• **Task data**:
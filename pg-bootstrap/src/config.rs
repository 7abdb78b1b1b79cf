//! Bootstrap configuration from environment variables
//!
//! The same values drive initialization and provisioning, so they are read
//! once and passed around by reference.

use crate::backoff::Backoff;
use crate::error::{BootstrapError, Result};
use crate::provision::DOLLAR_TAG;
use common::ConfigExt;
use std::env;
use std::path::{Path, PathBuf};
use std::time::Duration;

pub const DEFAULT_DATABASE: &str = "myapp";
pub const DEFAULT_USER: &str = "appuser";
pub const DEFAULT_PASSWORD: &str = "apppassword";
pub const DEFAULT_PORT: u16 = 5001;
pub const DEFAULT_DATA_DIR: &str = "pgdata";
pub const DEFAULT_CONNECTION_FILE: &str = ".db_connection";
pub const DEFAULT_ENV_FILE: &str = "db-visualizer/.env";

/// Written by the server at startup; first line is its pid.
pub const LOCK_FILE_NAME: &str = "postmaster.pid";
/// Written by initdb; its presence means the cluster exists.
pub const VERSION_MARKER_NAME: &str = "PG_VERSION";

/// Configuration for one bootstrap run
#[derive(Debug, Clone, PartialEq, Eq)]
pub struct BootstrapConfig {
    pub database: String,
    pub user: String,
    pub password: String,
    pub port: u16,
    pub data_dir: PathBuf,
    /// Bind address for the server and host for readiness probes
    pub host: String,
    pub schema: String,
    pub superuser: String,
    /// System account the server binaries run as (via `sudo -u`)
    pub run_as: Option<String>,
    pub bin_dir: Option<PathBuf>,
    pub socket_dir: PathBuf,
    pub log_file: PathBuf,
    pub connection_file: PathBuf,
    pub env_file: PathBuf,
    pub ready_backoff: Backoff,
    pub grace_period: Duration,
    pub lock_recheck_attempts: u32,
    pub lock_recheck_interval: Duration,
    pub stop_timeout: Duration,
}

impl BootstrapConfig {
    /// Built-in defaults with every relative path resolved against `base`.
    pub fn defaults(base: &Path) -> Self {
        let data_dir = base.join(DEFAULT_DATA_DIR);
        Self {
            database: DEFAULT_DATABASE.to_string(),
            user: DEFAULT_USER.to_string(),
            password: DEFAULT_PASSWORD.to_string(),
            port: DEFAULT_PORT,
            host: "localhost".to_string(),
            schema: "public".to_string(),
            superuser: "postgres".to_string(),
            run_as: None,
            bin_dir: None,
            socket_dir: data_dir.clone(),
            log_file: sibling_log(&data_dir),
            data_dir,
            connection_file: base.join(DEFAULT_CONNECTION_FILE),
            env_file: base.join(DEFAULT_ENV_FILE),
            ready_backoff: Backoff::new(Duration::from_millis(250), Duration::from_secs(4), 12),
            grace_period: Duration::from_secs(10),
            lock_recheck_attempts: 5,
            lock_recheck_interval: Duration::from_secs(1),
            stop_timeout: Duration::from_secs(30),
        }
    }

    /// Load configuration from environment variables
    pub fn from_env() -> Result<Self> {
        let cwd = env::current_dir().map_err(|e| {
            BootstrapError::InvalidConfig(format!("cannot resolve working directory: {}", e))
        })?;
        let d = Self::defaults(&cwd);

        let data_dir = absolutize(&cwd, &PathBuf::from(String::env_or(
            "PGDATA",
            &d.data_dir.to_string_lossy(),
        )));
        let socket_dir = String::env_opt("PG_SOCKET_DIR")
            .map(|p| absolutize(&cwd, Path::new(&p)))
            .unwrap_or_else(|| data_dir.clone());
        let log_file = String::env_opt("PG_LOG_FILE")
            .map(|p| absolutize(&cwd, Path::new(&p)))
            .unwrap_or_else(|| sibling_log(&data_dir));

        let initial = u64::env_parse("PG_READY_INITIAL_DELAY_MS", 250);
        let max = u64::env_parse("PG_READY_MAX_DELAY_MS", 4000);
        let attempts = u32::env_parse("PG_READY_ATTEMPTS", d.ready_backoff.attempts);

        let config = Self {
            database: String::env_or("DB_NAME", &d.database),
            user: String::env_or("DB_USER", &d.user),
            password: String::env_or("DB_PASSWORD", &d.password),
            port: u16::env_parse("DB_PORT", d.port),
            host: String::env_or("DB_HOST", &d.host),
            schema: String::env_or("DB_SCHEMA", &d.schema),
            superuser: String::env_or("PG_SUPERUSER", &d.superuser),
            run_as: String::env_opt("PG_RUN_AS"),
            bin_dir: String::env_opt("PG_BIN_DIR").map(PathBuf::from),
            socket_dir,
            log_file,
            data_dir,
            connection_file: absolutize(
                &cwd,
                Path::new(&String::env_or("CONNECTION_FILE", DEFAULT_CONNECTION_FILE)),
            ),
            env_file: absolutize(
                &cwd,
                Path::new(&String::env_or("VISUALIZER_ENV_FILE", DEFAULT_ENV_FILE)),
            ),
            ready_backoff: Backoff::new(
                Duration::from_millis(initial),
                Duration::from_millis(max),
                attempts,
            ),
            grace_period: Duration::from_secs(u64::env_parse("PG_READY_GRACE_SECS", 10)),
            lock_recheck_attempts: u32::env_parse(
                "PG_LOCK_RECHECK_ATTEMPTS",
                d.lock_recheck_attempts,
            ),
            lock_recheck_interval: Duration::from_millis(u64::env_parse(
                "PG_LOCK_RECHECK_INTERVAL_MS",
                1000,
            )),
            stop_timeout: Duration::from_secs(u64::env_parse("PG_STOP_TIMEOUT_SECS", 30)),
        };

        config.validate()?;
        Ok(config)
    }

    /// Reject values that would produce broken SQL or a useless poll loop.
    pub fn validate(&self) -> Result<()> {
        for (field, value) in [
            ("DB_NAME", &self.database),
            ("DB_USER", &self.user),
            ("DB_SCHEMA", &self.schema),
            ("PG_SUPERUSER", &self.superuser),
            ("DB_HOST", &self.host),
        ] {
            if value.is_empty() {
                return Err(BootstrapError::InvalidConfig(format!("{} is empty", field)));
            }
        }

        for (field, value) in [
            ("DB_NAME", &self.database),
            ("DB_USER", &self.user),
            ("DB_PASSWORD", &self.password),
            ("DB_SCHEMA", &self.schema),
        ] {
            if value.contains('\0') {
                return Err(BootstrapError::InvalidConfig(format!(
                    "{} contains a NUL byte",
                    field
                )));
            }
            if value.contains(DOLLAR_TAG) {
                return Err(BootstrapError::InvalidConfig(format!(
                    "{} must not contain {}",
                    field, DOLLAR_TAG
                )));
            }
        }

        if self.port == 0 {
            return Err(BootstrapError::InvalidConfig("DB_PORT must be non-zero".into()));
        }
        if self.ready_backoff.attempts == 0 {
            return Err(BootstrapError::InvalidConfig(
                "PG_READY_ATTEMPTS must be at least 1".into(),
            ));
        }

        Ok(())
    }

    /// Path to the server's lock file
    pub fn lock_file(&self) -> PathBuf {
        self.data_dir.join(LOCK_FILE_NAME)
    }

    /// Path to the initialization marker
    pub fn version_marker(&self) -> PathBuf {
        self.data_dir.join(VERSION_MARKER_NAME)
    }
}

/// `<data dir>.log`: next to the data directory, since initdb wants it empty.
fn sibling_log(data_dir: &Path) -> PathBuf {
    PathBuf::from(format!("{}.log", data_dir.display()))
}

fn absolutize(base: &Path, path: &Path) -> PathBuf {
    if path.is_absolute() {
        path.to_path_buf()
    } else {
        base.join(path)
    }
}
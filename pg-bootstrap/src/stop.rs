//! Shut down a server started by pg-bootstrap
//!
//! SIGINT asks PostgreSQL for a fast shutdown; SIGQUIT is the immediate
//! fallback. SIGKILL is never sent since it skips shared memory cleanup.

use crate::config::BootstrapConfig;
use crate::datadir::{DataDir, LockFile};
use crate::error::{BootstrapError, Result};
use crate::lock;
use anyhow::anyhow;
use common::sudo;
use nix::errno::Errno;
use nix::sys::signal::{kill, Signal};
use nix::unistd::Pid;
use std::time::{Duration, Instant};
use tokio::time::sleep;
use tracing::{info, warn};

const POLL_INTERVAL: Duration = Duration::from_millis(250);
const IMMEDIATE_TIMEOUT: Duration = Duration::from_secs(5);

#[derive(Debug, Clone, Copy, PartialEq, Eq)]
pub enum StopOutcome {
    /// Nothing was running; a leftover lock may have been removed
    NotRunning { stale_lock_removed: bool },
    /// The server exited, after SIGQUIT if `forced`
    Stopped { pid: i32, forced: bool },
}

/// Stop the server recorded in the data directory's lock file.
pub async fn stop_server(config: &BootstrapConfig) -> Result<StopOutcome> {
    let data = DataDir::new(config);
    let pid = match data.read_lock().await? {
        LockFile::Absent => {
            info!(data_dir = %config.data_dir.display(), "No lock file, server not running");
            return Ok(StopOutcome::NotRunning {
                stale_lock_removed: false,
            });
        }
        LockFile::Present(Some(pid)) if lock::is_server_process(pid) => pid,
        LockFile::Present(pid) => {
            warn!(pid = ?pid, path = %data.lock_file().display(), "Lock owner not running, removing stale lock");
            data.remove_lock().await?;
            return Ok(StopOutcome::NotRunning {
                stale_lock_removed: true,
            });
        }
    };

    stop_pid(pid, config.stop_timeout, config.run_as.as_deref()).await
}

/// Signal `pid` and wait for it to exit, escalating once.
pub async fn stop_pid(pid: i32, timeout: Duration, run_as: Option<&str>) -> Result<StopOutcome> {
    info!(pid, timeout = ?timeout, "Requesting fast shutdown");
    send_signal(pid, Signal::SIGINT, run_as).await?;
    if wait_for_exit(pid, timeout).await {
        info!(pid, "Server stopped");
        return Ok(StopOutcome::Stopped { pid, forced: false });
    }

    warn!(pid, "Server still running, requesting immediate shutdown");
    send_signal(pid, Signal::SIGQUIT, run_as).await?;
    if wait_for_exit(pid, IMMEDIATE_TIMEOUT).await {
        return Ok(StopOutcome::Stopped { pid, forced: true });
    }

    Err(BootstrapError::Command(anyhow!(
        "server {} still running after SIGINT and SIGQUIT",
        pid
    )))
}

/// Deliver a signal directly, or through `sudo -u` when the server
/// belongs to another account.
async fn send_signal(pid: i32, signal: Signal, run_as: Option<&str>) -> Result<()> {
    match kill(Pid::from_raw(pid), signal) {
        Ok(()) | Err(Errno::ESRCH) => Ok(()),
        Err(Errno::EPERM) => match run_as {
            Some(account) => {
                let sig = signal.as_str().trim_start_matches("SIG").to_string();
                let pid = pid.to_string();
                sudo(&["-u", account, "kill", "-s", sig.as_str(), pid.as_str()]).await?;
                Ok(())
            }
            None => Err(BootstrapError::Command(anyhow!(
                "permission denied signalling pid {}; set PG_RUN_AS to the server account",
                pid
            ))),
        },
        Err(e) => Err(BootstrapError::Command(anyhow!(
            "failed to signal pid {}: {}",
            pid,
            e
        ))),
    }
}

async fn wait_for_exit(pid: i32, timeout: Duration) -> bool {
    let start = Instant::now();
    loop {
        if !lock::process_alive(pid) {
            return true;
        }
        if start.elapsed() >= timeout {
            return false;
        }
        sleep(POLL_INTERVAL).await;
    }
}
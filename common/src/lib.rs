//! Shared utilities for the pg-bootstrap binaries
//!
//! This crate provides the ambient pieces every binary needs:
//! - Structured logging initialization
//! - Environment variable parsing helpers
//! - Command execution utilities
//! - Event reporting

pub mod command;
pub mod config;
pub mod logging;
pub mod telemetry;

pub use command::{clear_libpq_env, run, run_checked, run_with_input, sudo, CommandOutput};
pub use config::ConfigExt;
pub use logging::init_logging;
pub use telemetry::{Telemetry, TelemetryEvent};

• **Exercise description**: Output, unchanged, the lines of the listing above from the first one through the one holding "pub const DEFAULT_PASSWORD: &str". Leave out every line after it.

• **Response to the exercise**:
filename pg-bootstrap/src/config.rs
repository 7abdb78b1b1b79cf
//! Bootstrap configuration from environment variables
//!
//! The same values drive initialization and provisioning, so they are read
//! once and passed around by reference.

use crate::backoff::Backoff;
use crate::error::{BootstrapError, Result};
use crate::provision::DOLLAR_TAG;
use common::ConfigExt;
use std::env;
use std::path::{Path, PathBuf};
use std::time::Duration;

pub const DEFAULT_DATABASE: &str = "myapp";
pub const DEFAULT_USER: &str = "appuser";
pub const DEFAULT_PASSWORD: &str = "apppassword";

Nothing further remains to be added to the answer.